The last step towards atheism happened in the winter of 2015, when one of my professors assigned Freud and Feuerbach in a course on “Religion Beyond Knowledge and Belief.” I had already read Freud on religion before, but I had brushed it aside because I had encountered it prior to my Kantian studies. I took the general point of his social criticisms of religion in The Future of an Illusion, but since I had yet to admit that the ‘personhood’, ‘intelligence’, and ‘intentionality’ of God are illusions, I found them irrelevant. They could only be useful in a world without God. With God, they were at best a cautionary tale of organized religion gone wrong. With all the doubt and restraint I had developed over the last year and a half, I became more receptive to Freud’s general concerns about religion’s impact on civilization and its discontents. Meanwhile, Feuerbach gave a stunningly compelling account of theology-as-anthropology in his Essence of Christianity. And so I finally felt as though I understood where the idea of God comes from, why it is erroneous, and between Freud and my illness why I could not consent to reappropriating the religious language of dogmatic institutions to account for transcendent feelings and experiences.
All the most sophisticated writings on religion that I encountered at Yale could not escape the weight of these challenges. And it is here that I feel the need to reiterate my purpose in this post: I have no immediate need to convince anyone of the non-existence of God. Having attended a divinity school for two years, I still think there’s probably some substance to the human proclivity to believe. I just believe it misplaced. The ground of being is not anything we could possibly speak about meaningfully. It is not a person. It is not intelligent in the way we think of intelligence. And so how could I call it God, as if it were some mythic thing in an ancient text; a product of a world far more brutal and ignorant than our own (what a chilling thought!) Our idea of the transcendent ought to evolve with the rest of our culture. It is finally time for the idea of God to rest in peace, to give way for newer and grander pictures of the ground of our Being.
This is how I came to non-belief: presented not as a dogma, but as a memoir of sorts, or at least a part of one.
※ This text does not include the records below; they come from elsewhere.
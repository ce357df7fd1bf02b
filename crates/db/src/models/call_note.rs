//! Call note entity model and DTO. Call notes are append-only.

use dealpulse_core::status::Sentiment;
use dealpulse_core::types::{DbId, Timestamp};
use serde::{Deserialize, Serialize};

/// A row from the `call_notes` table.
#[derive(Debug, Clone, PartialEq, Serialize, Deserialize)]
pub struct CallNote {
    pub id: DbId,
    pub deal_id: Option<DbId>,
    pub lead_id: Option<DbId>,
    /// Minutes.
    pub call_duration: Option<i32>,
    pub summary: String,
    pub key_points: Vec<String>,
    pub objections: Vec<String>,
    pub next_steps: Option<String>,
    pub sentiment: Option<Sentiment>,
    pub coaching_notes: Option<String>,
    pub created_at: Timestamp,
}

/// DTO for recording a new call note.
#[derive(Debug, Clone, Default, Deserialize)]
pub struct CreateCallNote {
    pub deal_id: Option<DbId>,
    pub lead_id: Option<DbId>,
    pub call_duration: Option<i32>,
    pub summary: String,
    #[serde(default)]
    pub key_points: Vec<String>,
    #[serde(default)]
    pub objections: Vec<String>,
    pub next_steps: Option<String>,
    pub sentiment: Option<Sentiment>,
    pub coaching_notes: Option<String>,
}
use std::sync::Arc;

use dealpulse_integrations::config::ServiceAvailability;
use dealpulse_integrations::IntegrationService;

use crate::config::ServerConfig;

/// Shared application state available to all Axum handlers via `State<AppState>`.
///
/// Cheaply cloneable: everything inside is behind `Arc` or `Copy`.
#[derive(Clone)]
pub struct AppState {
    /// Record store.
    pub pool: dealpulse_db::DbPool,
    /// Server configuration.
    pub config: Arc<ServerConfig>,
    /// CRM, call analytics and model service; `None` unless fully configured.
    pub integrations: Option<Arc<IntegrationService>>,
    /// Which integration credentials were found at startup.
    pub integration_availability: ServiceAvailability,
}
As I look back on the whole sequence of events that led me here, I find myself extremely grateful for all of it. Even now, I would not trade my opportunity to study at YDS for anything. Without her, I would not have come to this view of life. My ability to think cogently, and to articulate those ideas are heavily indebted to
those studies regardless of their religious (and at times dogmatic) content. Academia thrives off of the informed disagreement between peers. I hope that in some small way, my evolving views helped contribute to the conversation on the idea of God at the Yale Divinity School. The reverse is certainly true for me, and I hope to bring the fruit of those encounters to the banquet of human understanding over the course of my life. Thanks for reading!